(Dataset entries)
--- START ---

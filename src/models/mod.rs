pub mod movie;

pub use movie::{GenreMap, MovieRecord, PersistedRecord};
pub mod movie_service;
pub use movie_service::{
    DiscoverQuery, DiscoverResult, HealthInfo, MovieError, MovieService, YearFilter,
};

pub mod movie_service_impl;
pub use movie_service_impl::SpoilerPipeline;
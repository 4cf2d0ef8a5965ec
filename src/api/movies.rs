use axum::{
    Json,
    extract::{Query, State},
};
use serde::Deserialize;
use std::sync::Arc;

use super::{ApiError, AppState, DiscoverResponse, SearchResponse, TrendingResponse};
use crate::api::validation::parse_page;
use crate::models::MovieRecord;
use crate::services::{DiscoverQuery, YearFilter};

#[derive(Deserialize)]
pub struct MovieQuery {
    pub title: Option<String>,
}

#[derive(Deserialize)]
pub struct DiscoverParams {
    pub years: Option<String>,
    pub year: Option<String>,
    pub page: Option<String>,
}

#[derive(Deserialize)]
pub struct SearchParams {
    pub q: Option<String>,
}

/// `GET /api/movie?title=` resolves a title and returns it with its spoiler.
pub async fn get_movie(
    State(state): State<Arc<AppState>>,
    Query(params): Query<MovieQuery>,
) -> Result<Json<MovieRecord>, ApiError> {
    let title = params.title.unwrap_or_default();
    let movie = state.movies().get_movie(&title).await?;
    Ok(Json(movie))
}

/// `GET /api/movies?years=2024,2025&page=2` or `?year=2025`.
pub async fn discover_movies(
    State(state): State<Arc<AppState>>,
    Query(params): Query<DiscoverParams>,
) -> Result<Json<DiscoverResponse>, ApiError> {
    let query = DiscoverQuery {
        years: YearFilter::from_params(params.years.as_deref(), params.year.as_deref()),
        page: parse_page(params.page.as_deref()),
    };

    let result = state.movies().discover(query).await?;

    Ok(Json(DiscoverResponse {
        count: result.movies.len(),
        movies: result.movies,
        year: result.label,
        page: result.page,
        total_pages: result.total_pages,
    }))
}

/// `GET /api/search?q=` returns catalog matches without spoilers.
pub async fn search_movies(
    State(state): State<Arc<AppState>>,
    Query(params): Query<SearchParams>,
) -> Result<Json<SearchResponse>, ApiError> {
    let query = params.q.unwrap_or_default();
    let movies = state.movies().search(&query).await?;

    Ok(Json(SearchResponse {
        count: movies.len(),
        movies,
        query,
    }))
}

pub async fn trending_movies(
    State(state): State<Arc<AppState>>,
) -> Result<Json<TrendingResponse>, ApiError> {
    let movies = state.movies().trending().await?;

    Ok(Json(TrendingResponse {
        count: movies.len(),
        movies,
    }))
}
//! Init config command handler

use std::path::Path;

use crate::config::Config;

pub fn cmd_init_config(path: Option<&Path>) -> anyhow::Result<()> {
    let shown = path.map_or_else(|| "config.toml".to_string(), |p| p.display().to_string());

    if Config::create_default_if_missing(path)? {
        println!("✓ Config file created at {shown}. Add your API keys and run again.");
    } else {
        println!("Config file {shown} already exists; leaving it untouched.");
    }

    Ok(())
}
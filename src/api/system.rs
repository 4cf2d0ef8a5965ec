use axum::{Json, extract::State};
use std::sync::Arc;

use super::{AppState, HealthResponse};

/// `GET /health`. Always 200; reports the spoiler cache size and whether a
/// store is wired up.
pub async fn health(State(state): State<Arc<AppState>>) -> Json<HealthResponse> {
    let info = state.movies().health().await;

    Json(HealthResponse {
        status: "healthy",
        cache_size: info.cache_size,
        database: info.database,
    })
}
use serde::Serialize;

use crate::models::MovieRecord;

/// Body of every non-2xx response.
#[derive(Debug, Serialize)]
pub struct ErrorResponse {
    pub error: String,
}

impl ErrorResponse {
    pub fn new(message: impl Into<String>) -> Self {
        Self {
            error: message.into(),
        }
    }
}

#[derive(Debug, Serialize)]
pub struct DiscoverResponse {
    pub movies: Vec<MovieRecord>,
    pub count: usize,
    /// Single year, or `start-end` for a range.
    pub year: String,
    pub page: u32,
    pub total_pages: u32,
}

#[derive(Debug, Serialize)]
pub struct SearchResponse {
    pub movies: Vec<MovieRecord>,
    pub count: usize,
    pub query: String,
}

#[derive(Debug, Serialize)]
pub struct TrendingResponse {
    pub movies: Vec<MovieRecord>,
    pub count: usize,
}

#[derive(Debug, Serialize)]
pub struct HealthResponse {
    pub status: &'static str,
    pub cache_size: usize,
    pub database: bool,
}
use crate::constants::discover::DEFAULT_PAGE;

/// Anything that is not a positive integer becomes the first page.
pub fn parse_page(page: Option<&str>) -> u32 {
    page.and_then(|p| p.trim().parse::<u32>().ok())
        .filter(|&p| p > 0)
        .unwrap_or(DEFAULT_PAGE)
}
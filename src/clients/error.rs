use reqwest::{Response, StatusCode};
use thiserror::Error;

/// Failure talking to a third-party HTTP API.
#[derive(Debug, Error)]
pub enum UpstreamError {
    #[error("failed to call {service}: {source}")]
    Transport {
        service: &'static str,
        #[source]
        source: reqwest::Error,
    },

    #[error("{service} API error: status code {status}, response: {body}")]
    Status {
        service: &'static str,
        status: StatusCode,
        body: String,
    },

    #[error("failed to parse {service} response: {source}")]
    Decode {
        service: &'static str,
        #[source]
        source: reqwest::Error,
    },

    #[error("invalid {service} URL: {source}")]
    Url {
        service: &'static str,
        #[source]
        source: url::ParseError,
    },
}

impl UpstreamError {
    pub(crate) const fn transport(service: &'static str, source: reqwest::Error) -> Self {
        Self::Transport { service, source }
    }

    pub(crate) const fn decode(service: &'static str, source: reqwest::Error) -> Self {
        Self::Decode { service, source }
    }

    pub(crate) const fn url(service: &'static str, source: url::ParseError) -> Self {
        Self::Url { service, source }
    }

    /// Status code returned by the upstream, if it answered at all.
    #[must_use]
    pub const fn status(&self) -> Option<StatusCode> {
        match self {
            Self::Status { status, .. } => Some(*status),
            _ => None,
        }
    }
}

/// Passes 2xx responses through; anything else becomes [`UpstreamError::Status`]
/// carrying the body for diagnosis.
pub(crate) async fn ensure_success(
    service: &'static str,
    response: Response,
) -> Result<Response, UpstreamError> {
    let status = response.status();
    if status.is_success() {
        return Ok(response);
    }

    let body = response.text().await.unwrap_or_default();
    Err(UpstreamError::Status {
        service,
        status,
        body,
    })
}
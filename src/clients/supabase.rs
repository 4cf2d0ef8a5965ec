use reqwest::header::{AUTHORIZATION, CONTENT_TYPE, HeaderMap, HeaderValue, InvalidHeaderValue};
use reqwest::{Client, RequestBuilder, StatusCode};
use serde::de::DeserializeOwned;
use std::time::Duration;
use thiserror::Error;
use tracing::debug;
use url::Url;

use super::error::{UpstreamError, ensure_success};
use crate::config::SupabaseConfig;
use crate::constants::limits::TRENDING_LIMIT;
use crate::models::movie::{MovieRecord, NewMovieRow, PersistedRecord};

const SERVICE: &str = "Supabase";

#[derive(Debug, Error)]
pub enum StoreError {
    #[error("failed to build Supabase client: {0}")]
    Client(#[source] reqwest::Error),

    #[error("invalid Supabase key: {0}")]
    InvalidKey(#[from] InvalidHeaderValue),

    #[error(transparent)]
    Upstream(#[from] UpstreamError),
}

/// PostgREST client for the `movies` table.
#[derive(Clone)]
pub struct SupabaseClient {
    client: Client,
    base_url: String,
}

impl SupabaseClient {
    /// Builds a dedicated HTTP client carrying the auth headers and the
    /// configured request timeout.
    pub fn new(config: &SupabaseConfig) -> Result<Self, StoreError> {
        let mut headers = HeaderMap::new();
        headers.insert("apikey", HeaderValue::from_str(&config.key)?);
        headers.insert(
            AUTHORIZATION,
            HeaderValue::from_str(&format!("Bearer {}", config.key))?,
        );
        headers.insert(CONTENT_TYPE, HeaderValue::from_static("application/json"));

        let client = Client::builder()
            .default_headers(headers)
            .timeout(Duration::from_secs(config.request_timeout_seconds))
            .build()
            .map_err(StoreError::Client)?;

        Ok(Self {
            client,
            base_url: config.url.trim_end_matches('/').to_string(),
        })
    }

    fn endpoint(&self, path: &str, params: &[(&str, &str)]) -> Result<Url, UpstreamError> {
        let mut url = Url::parse(&format!("{}/rest/v1/{}", self.base_url, path))
            .map_err(|e| UpstreamError::url(SERVICE, e))?;

        if !params.is_empty() {
            url.query_pairs_mut().extend_pairs(params);
        }
        Ok(url)
    }

    async fn send(request: RequestBuilder) -> Result<reqwest::Response, UpstreamError> {
        let response = request
            .send()
            .await
            .map_err(|e| UpstreamError::transport(SERVICE, e))?;
        ensure_success(SERVICE, response).await
    }

    async fn get_rows<T: DeserializeOwned>(&self, url: Url) -> Result<Vec<T>, StoreError> {
        let rows = Self::send(self.client.get(url))
            .await?
            .json()
            .await
            .map_err(|e| UpstreamError::decode(SERVICE, e))?;
        Ok(rows)
    }

    /// Case-insensitive title match plus exact year. A hit bumps the row's
    /// popularity counter in the background.
    pub async fn find_by_title_and_year(
        &self,
        title: &str,
        year: &str,
    ) -> Result<Option<PersistedRecord>, StoreError> {
        let title_filter = format!("ilike.{title}");
        let year_filter = format!("eq.{year}");
        let url = self.endpoint(
            "movies",
            &[
                ("title", title_filter.as_str()),
                ("year", year_filter.as_str()),
                ("limit", "1"),
            ],
        )?;

        let rows: Vec<PersistedRecord> = self.get_rows(url).await?;
        let found = rows.into_iter().next();

        let result = if found.is_some() { "hit" } else { "miss" };
        metrics::counter!("store_lookups_total", "result" => result).increment(1);

        if let Some(record) = found.as_ref().filter(|r| !r.id.is_empty()) {
            self.spawn_increment_search_count(record.id.clone());
        }

        Ok(found)
    }

    /// Upserts on the store's unique key; the merge policy is the store's.
    pub async fn save(&self, movie: &MovieRecord) -> Result<(), StoreError> {
        let url = self.endpoint("movies", &[])?;

        let response = self
            .client
            .post(url)
            .header("Prefer", "resolution=merge-duplicates")
            .json(&NewMovieRow::new(movie))
            .send()
            .await
            .map_err(|e| UpstreamError::transport(SERVICE, e))?;

        let status = response.status();
        if status != StatusCode::OK && status != StatusCode::CREATED {
            let body = response.text().await.unwrap_or_default();
            return Err(UpstreamError::Status {
                service: SERVICE,
                status,
                body,
            }
            .into());
        }

        Ok(())
    }

    pub async fn increment_search_count(&self, id: &str) -> Result<(), StoreError> {
        let url = self.endpoint("rpc/increment_search_count", &[])?;
        Self::send(
            self.client
                .post(url)
                .json(&serde_json::json!({ "movie_id": id })),
        )
        .await?;
        Ok(())
    }

    /// Detached; the outcome is only logged.
    pub fn spawn_increment_search_count(&self, id: String) {
        let store = self.clone();
        tokio::spawn(async move {
            if let Err(e) = store.increment_search_count(&id).await {
                debug!("Failed to increment search count for {}: {}", id, e);
            }
        });
    }

    /// Most searched first, capped at the trending limit.
    pub async fn list_all(&self) -> Result<Vec<PersistedRecord>, StoreError> {
        let limit = TRENDING_LIMIT.to_string();
        let url = self.endpoint(
            "movies",
            &[("order", "search_count.desc"), ("limit", limit.as_str())],
        )?;
        self.get_rows(url).await
    }
}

--- END ---

Your goal
Reproduce only the lines above, starting at the line with "already exists; leaving" and ending at the line with "pub async fn health(State(state): State<Arc<AppState>>)", exactly as written.

Solution to this task
        println!("Config file {shown} already exists; leaving it untouched.");
    }

    Ok(())
}
filename src/api/system.rs
repository 4cf2d0ef8a5965ec
use axum::{Json, extract::State};
use std::sync::Arc;

use super::{AppState, HealthResponse};

/// `GET /health`. Always 200; reports the spoiler cache size and whether a
/// store is wired up.
pub async fn health(State(state): State<Arc<AppState>>) -> Json<HealthResponse> {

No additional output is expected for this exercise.